Mais quand la Mort à l’œil perçant, choisit parmi nous, poètes, les plus généreux et les plus aimés, quand elle nous enlève un démocrate de vingt ans, beau jeune homme frêle, possédé de ce premier amour de l’humanité qui ne revient plus… Alors je me demande pourquoi je suis épargné, moi qui connais toutes les désillusions et tous les désespoirs, moi qui ai vécu plus d’un siècle en trente ans. Et j’accuse le Destin…

Mais quand la Mort sans seins et sans entrailles prend à l’artiste-mère, à la femme que le peuple adore, à la première actrice d’Italie, le premier-né de ses enfants… Alors je pense que, depuis tantôt six ans, je suis mort pour ma mère, et qu’il vaudrait autant pour sa tranquillité que je le fusse tout-à-fait.

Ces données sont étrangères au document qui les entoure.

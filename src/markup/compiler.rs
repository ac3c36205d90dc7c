//! The markup-to-runs compiler.

use super::token::{Directive, Token, Tokenizer};
use super::{Channel, CompileOptions, FontState, Paragraph, RunStream, RunToken, runs_of};
use crate::common::{Error, Result};
use tracing::{debug, warn};

/// Paragraphs produced by compiling one markup string, in source order.
///
/// Markers route each paragraph to its channel, so one string may feed
/// several channels.
#[derive(Debug, Clone, Default, PartialEq, Eq)]
pub struct CompiledMarkup {
    paragraphs: Vec<Paragraph>,
}

impl CompiledMarkup {
    #[inline]
    pub fn paragraphs(&self) -> &[Paragraph] {
        &self.paragraphs
    }

    /// Paragraphs routed to one channel.
    pub fn paragraphs_for(&self, channel: Channel) -> impl Iterator<Item = &Paragraph> + '_ {
        self.paragraphs.iter().filter(move |p| p.channel == channel)
    }

    /// Run stream of one channel.
    pub fn runs(&self, channel: Channel) -> RunStream {
        runs_of(self.paragraphs_for(channel))
    }

    /// Whether any paragraph went to the channel.
    pub fn touches(&self, channel: Channel) -> bool {
        self.paragraphs_for(channel).next().is_some()
    }

    pub fn into_paragraphs(self) -> Vec<Paragraph> {
        self.paragraphs
    }
}

/// Compiles slide markup into run streams.
///
/// # Examples
///
/// ```rust
/// use slidedeck::markup::{Channel, FontState, MarkupCompiler, RunToken};
///
/// let compiler = MarkupCompiler::new();
/// let runs = compiler.compile_channel("+ Hello world", Channel::Main)?;
/// assert_eq!(
///     runs.tokens(),
///     &[
///         RunToken::ParagraphStart { level: 1 },
///         RunToken::FontState(FontState::default()),
///         RunToken::TextSegment { text: "Hello world".to_string() },
///     ]
/// );
/// # Ok::<(), slidedeck::Error>(())
/// ```
#[derive(Debug, Clone, Default)]
pub struct MarkupCompiler {
    options: CompileOptions,
}

impl MarkupCompiler {
    /// Compiler with Arial 11pt paragraph defaults.
    pub fn new() -> Self {
        Self::default()
    }

    /// Compiler with custom paragraph defaults.
    ///
    /// Fails with [`Error::Config`] when the defaults could not be rendered.
    pub fn with_options(options: CompileOptions) -> Result<Self> {
        options.validate()?;
        Ok(Self { options })
    }

    #[inline]
    pub fn options(&self) -> &CompileOptions {
        &self.options
    }

    /// Compile a markup string.
    ///
    /// The first token must open a paragraph (`+`, `-` or `^`); otherwise the
    /// markup is rejected with [`Error::MalformedMarkup`].
    pub fn compile(&self, markup: &str) -> Result<CompiledMarkup> {
        let mut tokens = Tokenizer::new(markup);

        let mut state = match tokens.next().transpose()? {
            Some(Token::Marker { channel, level }) => {
                CompileState::new(self.options.default_font(), channel, level)
            },
            Some(_) => {
                return Err(Error::MalformedMarkup(format!(
                    "must start with one or more \"+\" (main), \"-\" (margin) or \"^\" (footnote): {:?}",
                    markup.trim()
                )));
            },
            None => return Err(Error::MalformedMarkup("markup is empty".to_string())),
        };

        for token in tokens {
            match token? {
                Token::Marker { channel, level } => state.open_paragraph(channel, level),
                Token::Directive(directive) => state.apply(directive),
                Token::Word(word) => state.push_word(word),
            }
        }

        Ok(state.finish())
    }

    /// Compile a markup string and keep only one channel's runs.
    pub fn compile_channel(&self, markup: &str, channel: Channel) -> Result<RunStream> {
        Ok(self.compile(markup)?.runs(channel))
    }
}

/// Compile with the default options.
pub fn compile(markup: &str) -> Result<CompiledMarkup> {
    MarkupCompiler::new().compile(markup)
}

struct CompileState {
    defaults: FontState,
    font: FontState,
    current: Paragraph,
    pending: String,
    done: Vec<Paragraph>,
}

impl CompileState {
    fn new(defaults: FontState, channel: Channel, level: usize) -> Self {
        Self {
            font: defaults.clone(),
            current: Paragraph::start(channel, level, defaults.clone()),
            defaults,
            pending: String::new(),
            done: Vec::new(),
        }
    }

    /// Emit the pending words as one segment under the current font.
    fn flush_segment(&mut self) {
        if !self.pending.is_empty() {
            let text = std::mem::take(&mut self.pending);
            self.current.tokens.push(RunToken::TextSegment { text });
        }
    }

    fn open_paragraph(&mut self, channel: Channel, level: usize) {
        self.flush_segment();
        self.font = self.defaults.clone();
        let next = Paragraph::start(channel, level, self.font.clone());
        let finished = std::mem::replace(&mut self.current, next);
        self.done.push(finished);
    }

    fn apply(&mut self, directive: Directive<'_>) {
        self.flush_segment();
        self.font = match directive {
            Directive::ToggleItalic => self.font.toggled_italic(),
            Directive::ToggleBold => self.font.toggled_bold(),
            Directive::FontSize(size) => self.font.with_size(size),
            Directive::FontName(name) => self.font.with_name(name),
            Directive::Unrecognized(raw) => {
                warn!(directive = raw, "unrecognized formatting directive left font unchanged");
                self.font.clone()
            },
        };
        debug!(?directive, font = %self.font, "applied directive");
        self.current.tokens.push(RunToken::FontState(self.font.clone()));
    }

    fn push_word(&mut self, word: &str) {
        for buffer in [&mut self.pending, &mut self.current.text] {
            if !buffer.is_empty() {
                buffer.push(' ');
            }
            buffer.push_str(word);
        }
    }

    fn finish(mut self) -> CompiledMarkup {
        self.flush_segment();
        self.done.push(self.current);
        CompiledMarkup {
            paragraphs: self.done,
        }
    }
}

Mais quand la Mort qui n’a pas de gîte ravit à la jeune Italie 405 celui qui jurait de combattre pour elle… Alors je songe, moi, que je n’ai plus de patrie, que mon bras est bien faible et l’humanité bien lourde ; qu’en vain je me consumerai contre la torpeur de ce siècle… Autant vaudrait la tombe !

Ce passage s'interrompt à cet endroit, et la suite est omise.